--- Collected data entries ---
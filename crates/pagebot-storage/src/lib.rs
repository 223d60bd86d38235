// SPDX-FileCopyrightText: 2026 Pagebot Contributors
// SPDX-License-Identifier: MIT OR Apache-2.0

//! SQLite persistence layer for the Pagebot engine.
//!
//! Provides WAL-mode SQLite storage with embedded migrations, a single-writer
//! concurrency model via `tokio-rusqlite`, and typed queries for tenants,
//! pages, flows, keywords, conversation cursors, contact data and the
//! message log.

pub mod adapter;
pub mod database;
pub mod migrations;
pub mod queries;

pub use adapter::SqliteStorage;
pub use database::Database;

--- TASK REQUIREMENTS ---
What is wanted is every line above, written out exactly.

--- EXERCISE SOLUTION ---
filename crates/pagebot-storage/src/lib.rs
repository 223d60bd86d38235
// SPDX-FileCopyrightText: 2026 Pagebot Contributors
// SPDX-License-Identifier: MIT OR Apache-2.0

//! SQLite persistence layer for the Pagebot engine.
//!
//! Provides WAL-mode SQLite storage with embedded migrations, a single-writer
//! concurrency model via `tokio-rusqlite`, and typed queries for tenants,
//! pages, flows, keywords, conversation cursors, contact data and the
//! message log.

pub mod adapter;
pub mod database;
pub mod migrations;
pub mod queries;

pub use adapter::SqliteStorage;
pub use database::Database;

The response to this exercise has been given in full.